A restaurant in Nanjing, East China's Jiangsu Province features a poster of Chairman Mao to promote their honesty.

"In the name of Chairman Mao we promise all dishes on the menu are half-price," reads a poster hanging outside the entrance of a restaurant in Nanjing that has a portrait of the former national leader.

Highlighting slogans from the Cultural Revolution, this newly opened restaurant makes people feel like they're back in the 60s and 70s.

"I hate falsehoods, so I promise in the name of Chairman Mao we are indeed honest," the owner told the Modern Express.

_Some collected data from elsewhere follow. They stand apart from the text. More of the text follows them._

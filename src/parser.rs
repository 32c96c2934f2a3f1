//! Feature line classifier
//!
//! Classifies one line of a feature document:
//! - `Feature:`, `Scenario:`, `Scenario Outline:`, `Examples:` and
//!   `Background:` headings, optionally indented; the text after the colon
//!   is kept as a display label
//! - step lines starting with `Given`, `When`, `Then`, `And`, `But` or `*`
//!   followed by whitespace; the keyword is stripped for matching while the
//!   trimmed original line is kept for reporting
//! - `|`-delimited table rows, split into trimmed cells
//!
//! Anything else is [`LineKind::Unrecognized`] and ignored by the assembler.

use std::sync::OnceLock;

use regex::Regex;

/// The classification of a single feature line
#[derive(Debug, Clone, PartialEq, Eq)]
pub enum LineKind {
    /// `Feature: <label>`
    Feature(String),
    /// `Scenario: <label>`
    Scenario(String),
    /// `Scenario Outline: <label>`
    ScenarioOutline(String),
    /// `Examples: <label>`
    Examples(String),
    /// `Background: <label>`
    Background(String),
    /// A keyword-prefixed step
    Step(StepLine),
    /// A `|`-delimited table row
    TableRow(Vec<String>),
    /// Blank, free text, or anything this grammar does not cover
    Unrecognized,
}

/// A step line with its keyword stripped
#[derive(Debug, Clone, PartialEq, Eq)]
pub struct StepLine {
    /// The keyword that introduced the step (`Given`, `*`, ...)
    pub keyword: String,
    /// Step body, used for matching against step definitions
    pub text: String,
    /// The whole trimmed line, used for reporting
    pub orig: String,
}

fn step_re() -> &'static Regex {
    static RE: OnceLock<Regex> = OnceLock::new();
    RE.get_or_init(|| {
        Regex::new(r"^\s*(Given|When|Then|And|But|\*)\s+(.*?)\s*$").expect("step regex")
    })
}

fn table_re() -> &'static Regex {
    static RE: OnceLock<Regex> = OnceLock::new();
    RE.get_or_init(|| Regex::new(r"^\s*\|.*\|\s*$").expect("table regex"))
}

fn heading_re() -> &'static Regex {
    static RE: OnceLock<Regex> = OnceLock::new();
    // Alternation order matters: "Scenario Outline" must win over "Scenario".
    RE.get_or_init(|| {
        Regex::new(r"^\s*(Scenario Outline|Scenario|Feature|Background|Examples):\s*(.*?)\s*$")
            .expect("heading regex")
    })
}

/// Classify a single line.
///
/// Step detection runs first, so a keyword-prefixed line is always a step.
pub fn classify_line(line: &str) -> LineKind {
    if let Some(step) = parse_step(line) {
        return LineKind::Step(step);
    }

    if let Some(caps) = heading_re().captures(line) {
        let label = caps[2].to_string();
        return match &caps[1] {
            "Scenario Outline" => LineKind::ScenarioOutline(label),
            "Scenario" => LineKind::Scenario(label),
            "Feature" => LineKind::Feature(label),
            "Background" => LineKind::Background(label),
            _ => LineKind::Examples(label),
        };
    }

    match parse_table_row(line) {
        Some(cells) => LineKind::TableRow(cells),
        None => LineKind::Unrecognized,
    }
}

/// Parse a step line, returning `None` if the line has no step keyword.
pub fn parse_step(line: &str) -> Option<StepLine> {
    let caps = step_re().captures(line)?;
    Some(StepLine {
        keyword: caps[1].to_string(),
        text: caps[2].to_string(),
        orig: line.trim().to_string(),
    })
}

/// Split a `|a|b|` table row into trimmed cells.
///
/// Returns `None` if the line is not framed by a leading and trailing `|`.
pub fn parse_table_row(line: &str) -> Option<Vec<String>> {
    if !table_re().is_match(line) {
        return None;
    }
    let inner = line.trim();
    let inner = &inner[1..inner.len() - 1];
    let cells: Vec<String> = inner.split('|').map(|c| c.trim().to_string()).collect();
    if cells.is_empty() {
        return None;
    }
    Some(cells)
}

#[cfg(test)]
mod tests {
    use super::*;
    use rstest::rstest;

    fn step(line: &str) -> StepLine {
        match classify_line(line) {
            LineKind::Step(s) => s,
            other => panic!("expected step, got {:?}", other),
        }
    }

    #[rstest]
    #[case("Given the first setup", "Given", "the first setup")]
    #[case("    When the first action", "When", "the first action")]
    #[case("Then the first result", "Then", "the first result")]
    #[case("And the other second result", "And", "the other second result")]
    #[case("But not the other first result", "But", "not the other first result")]
    #[case("* the third setup", "*", "the third setup")]
    #[case("When     the third action has leading spaces", "When", "the third action has leading spaces")]
    #[case("When trailing spaces      ", "When", "trailing spaces")]
    fn test_step_keyword_stripped(#[case] line: &str, #[case] keyword: &str, #[case] text: &str) {
        let s = step(line);
        assert_eq!(s.keyword, keyword);
        assert_eq!(s.text, text);
        assert_eq!(s.orig, line.trim());
    }

    #[rstest]
    #[case("Givenno space")]
    #[case("Given")]
    #[case("given lowercase")]
    #[case("This is ignored")]
    fn test_not_a_step(#[case] line: &str) {
        assert!(parse_step(line).is_none());
    }

    #[rstest]
    #[case("Feature: My Feature", LineKind::Feature("My Feature".into()))]
    #[case("  Scenario: Scenario 1", LineKind::Scenario("Scenario 1".into()))]
    #[case("Scenario Outline: eating", LineKind::ScenarioOutline("eating".into()))]
    #[case("\tExamples:", LineKind::Examples(String::new()))]
    #[case("Background:  shared  ", LineKind::Background("shared".into()))]
    #[case("Scenario:", LineKind::Scenario(String::new()))]
    fn test_headings(#[case] line: &str, #[case] expected: LineKind) {
        assert_eq!(classify_line(line), expected);
    }

    #[test]
    fn test_table_row_cells_trimmed() {
        assert_eq!(
            classify_line("        |Bob |bob@bob.com|"),
            LineKind::TableRow(vec!["Bob".into(), "bob@bob.com".into()])
        );
    }

    #[test]
    fn test_table_row_requires_both_pipes() {
        assert_eq!(classify_line("|name|email"), LineKind::Unrecognized);
        assert_eq!(classify_line("name|email|"), LineKind::Unrecognized);
        assert_eq!(classify_line("|"), LineKind::Unrecognized);
    }

    #[test]
    fn test_table_row_keeps_empty_cells() {
        assert_eq!(
            parse_table_row("| a || c |"),
            Some(vec!["a".into(), String::new(), "c".into()])
        );
    }

    #[test]
    fn test_blank_and_free_text_unrecognized() {
        assert_eq!(classify_line(""), LineKind::Unrecognized);
        assert_eq!(classify_line("   "), LineKind::Unrecognized);
        assert_eq!(classify_line("As a user I want things"), LineKind::Unrecognized);
    }

    #[test]
    fn test_step_wins_over_heading_words() {
        let s = step("Given Scenario: is just text here");
        assert_eq!(s.text, "Scenario: is just text here");
    }
}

Other banners include: "Work hard with quality to catch up with Britain and the United States in 15 years," and "We're all proletarian brothers, sorry to make you pay" at the cashier desk.

The interior furnishings are also designed to remind customers of the early days after the New China was founded, when people all around the country worked hard to earn enough to eat. "We painted the walls with paint mixed with straw to make them look old," said a waiter in a Red Army uniform.

Some middle-aged diners like the style of the restaurant. "People were all simple-minded at that time. They seldom told a lie," said a woman surnamed Zhang. "If someone makes a promise to Chairman Mao, he was telling the truth. You should know that Chairman Mao was our idol and nobody would dare cheat on him," she went on with a laugh. Zhang added that she believed the restaurant would be credible since they promised to the Chairman.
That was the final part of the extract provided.